Ces phrases sont terribles. Elles condamnent Salan devant l’Histoire plus, à mon avis, que la tentative de putsch d’avril 1961. Car l’ex-général connaissait parfaitement la situation réelle du pays, il ne pouvait pas ne pas savoir, alors, que toute tentative de résister à l’indépendance de l’Algérie était désormais vouée à l’échec. Et il instrumentalise (« outil valable ») la population civile.

Suivait enfin cette consigne, qui sonne douloureusement quand on connaît la suite, rue d’Isly : « Sur ordre des commandements régionaux, la foule sera poussée dans les rues à partir du moment où la situation aura évolué dans un sens suffisamment favorable ».
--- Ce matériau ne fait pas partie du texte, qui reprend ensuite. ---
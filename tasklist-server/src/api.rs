//! HTTP resource layer: maps `/api/tasks` requests onto the
//! [`TaskRepository`] and repository errors onto status codes.
//!
//! | route                    | success            | errors            |
//! |--------------------------|--------------------|-------------------|
//! | `GET /api/tasks`         | 200, `[Task]`      | 500               |
//! | `POST /api/tasks`        | 201, `{"id": n}`   | 400, 413, 500     |
//! | `PUT /api/tasks/{id}`    | 200, empty         | 400, 404, 413, 500|
//! | `DELETE /api/tasks/{id}` | 200, empty         | 400, 404, 500     |
//!
//! Every error response carries an [`ErrorBody`]. Storage failures are
//! logged in full and reported to the client only as a generic message.

use std::sync::Arc;

use axum::Json;
use axum::extract::rejection::{JsonRejection, PathRejection};
use axum::extract::{DefaultBodyLimit, Path, State};
use axum::http::StatusCode;
use axum::response::{IntoResponse, Response};
use axum::routing::{get, put};
use tasklist_proto::task::{
    self, CreateTaskRequest, CreateTaskResponse, ErrorBody, SetDoneRequest, Task, TaskIdError,
};

use crate::auth::{self, AccessGate};
use crate::repository::{TaskError, TaskRepository};

/// Default maximum accepted request body size in bytes (16 KB).
const DEFAULT_MAX_BODY_SIZE: usize = 16 * 1024;

/// Shared state handed to every handler.
#[derive(Debug)]
pub struct ApiState {
    /// Task operations.
    pub tasks: TaskRepository,
    /// Credential check applied to every task route.
    pub access: AccessGate,
    max_body_size: usize,
}

impl ApiState {
    /// Creates state with open access and the default body size limit.
    #[must_use]
    pub fn new(tasks: TaskRepository) -> Self {
        Self {
            tasks,
            access: AccessGate::Open,
            max_body_size: DEFAULT_MAX_BODY_SIZE,
        }
    }

    /// Replaces the access gate.
    #[must_use]
    pub fn with_access(mut self, access: AccessGate) -> Self {
        self.access = access;
        self
    }

    /// Sets the maximum accepted request body size in bytes.
    #[must_use]
    pub const fn with_max_body_size(mut self, max_body_size: usize) -> Self {
        self.max_body_size = max_body_size;
        self
    }
}

/// Client-visible failure of an API request.
#[derive(Debug, thiserror::Error)]
pub enum ApiError {
    /// Malformed id, malformed body, or invalid field value.
    #[error("{0}")]
    BadRequest(String),
    #[error("task not found")]
    NotFound,
    #[error("request body too large")]
    PayloadTooLarge,
    #[error("unauthorized")]
    Unauthorized,
    /// Storage failure; details are logged, never returned.
    #[error("internal server error")]
    Internal,
}

impl ApiError {
    const fn status(&self) -> StatusCode {
        match self {
            Self::BadRequest(_) => StatusCode::BAD_REQUEST,
            Self::NotFound => StatusCode::NOT_FOUND,
            Self::PayloadTooLarge => StatusCode::PAYLOAD_TOO_LARGE,
            Self::Unauthorized => StatusCode::UNAUTHORIZED,
            Self::Internal => StatusCode::INTERNAL_SERVER_ERROR,
        }
    }
}

impl IntoResponse for ApiError {
    fn into_response(self) -> Response {
        (self.status(), Json(ErrorBody::new(self.to_string()))).into_response()
    }
}

impl From<TaskError> for ApiError {
    fn from(err: TaskError) -> Self {
        match err {
            TaskError::Validation(e) => Self::BadRequest(e.to_string()),
            TaskError::NotFound(_) => Self::NotFound,
            TaskError::Store(_) | TaskError::Worker(_) => {
                tracing::error!(error = %err, "task store operation failed");
                Self::Internal
            }
        }
    }
}

impl From<TaskIdError> for ApiError {
    fn from(err: TaskIdError) -> Self {
        Self::BadRequest(err.to_string())
    }
}

const MALFORMED_BODY: &str = "malformed request body";
const MALFORMED_ID: &str = "malformed task id";

impl From<JsonRejection> for ApiError {
    fn from(rejection: JsonRejection) -> Self {
        if rejection.status() == StatusCode::PAYLOAD_TOO_LARGE {
            Self::PayloadTooLarge
        } else {
            tracing::debug!(reason = %rejection.body_text(), "request body rejected");
            Self::BadRequest(MALFORMED_BODY.into())
        }
    }
}

impl From<PathRejection> for ApiError {
    fn from(rejection: PathRejection) -> Self {
        tracing::debug!(reason = %rejection.body_text(), "request path rejected");
        Self::BadRequest(MALFORMED_ID.into())
    }
}

/// Builds the task API router over `state`.
#[must_use]
pub fn router(state: Arc<ApiState>) -> axum::Router {
    let max_body_size = state.max_body_size;
    axum::Router::new()
        .route("/api/tasks", get(list_tasks).post(create_task))
        .route("/api/tasks/{id}", put(set_task_done).delete(delete_task))
        .route_layer(axum::middleware::from_fn_with_state(
            Arc::clone(&state),
            auth::require_access,
        ))
        .layer(DefaultBodyLimit::max(max_body_size))
        .with_state(state)
}

/// `GET /api/tasks`
async fn list_tasks(State(state): State<Arc<ApiState>>) -> Result<Json<Vec<Task>>, ApiError> {
    Ok(Json(state.tasks.list_tasks().await?))
}

/// `POST /api/tasks`
async fn create_task(
    State(state): State<Arc<ApiState>>,
    body: Result<Json<CreateTaskRequest>, JsonRejection>,
) -> Result<(StatusCode, Json<CreateTaskResponse>), ApiError> {
    let Json(request) = body?;
    let task = state.tasks.create_task(request.title).await?;
    Ok((StatusCode::CREATED, Json(CreateTaskResponse { id: task.id })))
}

/// `PUT /api/tasks/{id}`
async fn set_task_done(
    State(state): State<Arc<ApiState>>,
    segment: Result<Path<String>, PathRejection>,
    body: Result<Json<SetDoneRequest>, JsonRejection>,
) -> Result<StatusCode, ApiError> {
    let Path(segment) = segment?;
    let id = task::parse_task_id(&segment)?;
    let Json(request) = body?;
    state.tasks.set_task_done(id, request.done).await?;
    Ok(StatusCode::OK)
}

/// `DELETE /api/tasks/{id}`
async fn delete_task(
    State(state): State<Arc<ApiState>>,
    segment: Result<Path<String>, PathRejection>,
) -> Result<StatusCode, ApiError> {
    let Path(segment) = segment?;
    let id = task::parse_task_id(&segment)?;
    state.tasks.delete_task(id).await?;
    Ok(StatusCode::OK)
}

/// Starts the task API on the given address and returns the bound address
/// and a join handle.
///
/// Binding `127.0.0.1:0` picks a free port, which is how tests use it.
///
/// # Errors
///
/// Returns an error if the TCP listener cannot bind to the given address.
pub async fn start_server(
    addr: &str,
    state: Arc<ApiState>,
) -> Result<
    (std::net::SocketAddr, tokio::task::JoinHandle<()>),
    Box<dyn std::error::Error + Send + Sync>,
> {
    let app = router(state);

    let listener = tokio::net::TcpListener::bind(addr).await?;
    let bound_addr = listener.local_addr()?;

    let handle = tokio::spawn(async move {
        if let Err(e) = axum::serve(listener, app).await {
            tracing::error!(error = %e, "task server error");
        }
    });

    Ok((bound_addr, handle))
}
À l’appel au crime contre ses adversaires, Salan ajoutait l’irresponsabilité envers ceux qu’il disait vouloir protéger : il ne pouvait ignorer que, dans son entourage, il y avait des hommes prêts à tout, de véritables fanatiques. Les Mémoires de Jean Ferrandi, 600 jours avec Salan[3], prouvent amplement que la direction de l’OAS était consciente qu’elle ne contrôlait pas tous ses éléments, loin s’en fallait. Donner la possibilité à ces hommes de « pousser la foule dans les rues », était vouer à la mort certaine des civils.

Cette directive est donc du 23 février. Elle est suivie immédiatement d’effet : le 25 février, à Maison carrée, près d’Alger, une gendarmerie est attaquée au bazooka ; il n’y a pas (encore) de victimes.

On imagine que l’annonce de la signature de l’accord augmente la tension et précipite la fuite en avant des éléments les plus déterminés de l’OAS.

Dès le 19 mars, Salan réaffirme ses consignes à Radio France, la voix de l’Algérie française, captée par toute la communauté pied-noir : « Je donne l’ordre à nos combattants de harceler toutes les positions ennemies dans les grandes villes d’Algérie »[4]. Notons au passage que c’est à ce moment, le 20 mars précisément, selon le témoignage irréfutable de Jean Ferrandi[5], que Salan envisage un repli vers l’étranger (l’Italie ?) pour y poursuivre la lutte.

Un nom va alors, durant ces terribles journées, symboliser le refus acharné du fait accompli : Bab-El-Oued.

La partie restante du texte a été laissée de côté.